Before validation, text is normalized:
from myspellchecker.text.normalize import normalize

normalized = normalize(text)
# - Remove zero-width characters
# - Normalize Unicode (NFC)
# - Handle Zawgyi detection/conversion
# - Normalize whitespace
Normalization steps:
  1. Zero-width removal: Remove invisible characters
  2. Unicode normalization: NFC form for consistent comparison
  3. Zawgyi handling: Detect and optionally convert legacy encoding
  4. Whitespace normalization: Consistent spacing

Syllable Segmentation

Text is broken into syllables using Myanmar orthographic rules:
from myspellchecker.segmenters import DefaultSegmenter

segmenter = DefaultSegmenter()
syllables = segmenter.segment_syllables("မြန်မာနိုင်ငံ")
# ["မြန်", "မာ", "နိုင်", "ငံ"]
Segmentation uses:
  • Consonant boundaries: Detect syllable starts
  • Combining character rules: Group marks correctly
  • Stacking rules: Handle complex consonant clusters

Layer 1: Syllable Validation

Purpose

Validate that each syllable is orthographically correct and exists in the dictionary.

Implementation

# Simplified pseudocode — actual constructor:
# SyllableValidator(config, segmenter, repository, symspell, syllable_rule_validator)
class SyllableValidator:
    def __init__(self, config, segmenter, repository, symspell, syllable_rule_validator):
        self.repository = repository
        self.rule_validator = syllable_rule_validator

    def validate(self, text: str) -> list[Error]:
        errors = []
        syllables = self.segmenter.segment_syllables(text)

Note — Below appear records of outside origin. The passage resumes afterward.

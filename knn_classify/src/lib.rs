/*
* Licensed to Elasticsearch B.V. under one or more contributor
* license agreements. See the NOTICE file distributed with
* this work for additional information regarding copyright
* ownership. Elasticsearch B.V. licenses this file to you under
* the Apache License, Version 2.0 (the "License"); you may
* not use this file except in compliance with the License.
* You may obtain a copy of the License at
*
*  http://www.apache.org/licenses/LICENSE-2.0
*
* Unless required by applicable law or agreed to in writing,
* software distributed under the License is distributed on an
* "AS IS" BASIS, WITHOUT WARRANTIES OR CONDITIONS OF ANY
* KIND, either express or implied.  See the License for the
* specific language governing permissions and limitations
* under the License.
*/

#![warn(missing_docs)]

//! # knn_classify
//! A k nearest neighbour classifier on top of [`kdtree`]. Training rows are read from CSV, rows with missing
//! values are skipped, and each query is assigned the class with the largest vote among its nearest rows.
//!
//! ```rust
//! use knn_classify::{ClassifierSettings, KnnClassifier, LabeledRows};
//!
//! let mut rows = LabeledRows::new(1);
//! rows.push(&[Some(0.0)], "low").unwrap();
//! rows.push(&[Some(0.5)], "low").unwrap();
//! rows.push(&[Some(9.0)], "high").unwrap();
//! let classifier = KnnClassifier::train(&rows, ClassifierSettings::default()).unwrap();
//! let result = classifier.classify(&[Some(1.0)]).unwrap();
//! assert_eq!(result.class.as_deref(), Some("low"));
//! ```

#[cfg(test)]
#[macro_use]
extern crate assert_approx_eq;

pub mod classifier;
pub mod rows;
pub mod settings;

pub use classifier::{Classification, KnnClassifier};
pub use rows::{feature_rows_from_csv, LabeledRows};
pub use settings::ClassifierSettings;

        for syllable in syllables:
            # Check structure rules
            if self.rule_validator and not self.rule_validator.validate(syllable):
                errors.append(SyllableError(
                    text=syllable,
                    position=0,
                    suggestions=[],
                ))
                continue

            # Check dictionary
            if not self.repository.is_valid_syllable(syllable):
                errors.append(SyllableError(
                    text=syllable,
                    position=0,
                    suggestions=[],
                ))

        return errors

Rule-Based Validation

Syllable structure rules from SyllableRuleValidator:
class SyllableRuleValidator:
    """Validates Myanmar syllable structure."""

    # Valid consonants
    CONSONANTS = set("ကခဂဃငစဆဇဈညဋဌဍဎဏတထဒဓနပဖဗဘမယရလဝသဟဠအ")

    # Valid medials
    MEDIALS = {"ျ", "ြ", "ွ", "ှ"}

    # Valid vowels
    VOWELS = {"ါ", "ာ", "ိ", "ီ", "ု", "ူ", "ေ", "ဲ", "ော", "ော်"}

    def validate(self, syllable: str) -> bool:
        """Check if syllable follows valid structure."""
        # Must start with consonant or independent vowel
        if not syllable or syllable[0] not in self.CONSONANTS:
            return False

        # Check medial order
        if not self._check_medial_order(syllable):
            return False

        # Check for invalid combinations
        if self._has_invalid_combination(syllable):
            return False

        return True

Dictionary Lookup

# O(1) lookup in SQLite
is_valid = provider.is_valid_syllable("မြန်")  # True
is_valid = provider.is_valid_syllable("xyz")   # False

Error Coverage

  • Typos: ~90% caught at this layer
  • Invalid characters: 100% caught
  • Structural errors: 100% caught

Layer 2: Word Validation

Purpose

Verify that valid syllables form valid words, and provide suggestions for unknown words.

Word Assembly

Valid syllables are assembled into words using a longest-match algorithm within the word validation layer. There is no separate WordAssembler class — word assembly logic is integrated into the segmentation and validation pipeline. Word assembly uses a longest-match algorithm (implemented within the validator/segmenter, not as a standalone class):
# Conceptual algorithm (embedded in WordValidator and segmenters):
# 1. Start with all syllables
# 2. Find longest dictionary match
# 3. Record as word
# 4. Continue with remaining syllables
words = []
i = 0
while i < len(syllables):
    for length in range(len(syllables) - i, 0, -1):
        candidate = "".join(syllables[i:i+length])
        if provider.is_valid_word(candidate):
            words.append(candidate)
            i += length
            break
    else:
        words.append(syllables[i])
        i += 1

Validation Steps

For unknown words, Layer 2 performs multiple checks before generating an error:
# Simplified pseudocode — actual constructor includes reduplication_engine, compound_resolver
class WordValidator:
    def validate(self, text: str) -> list[Error]:
        errors = []
        words = self.segmenter.segment_words(text)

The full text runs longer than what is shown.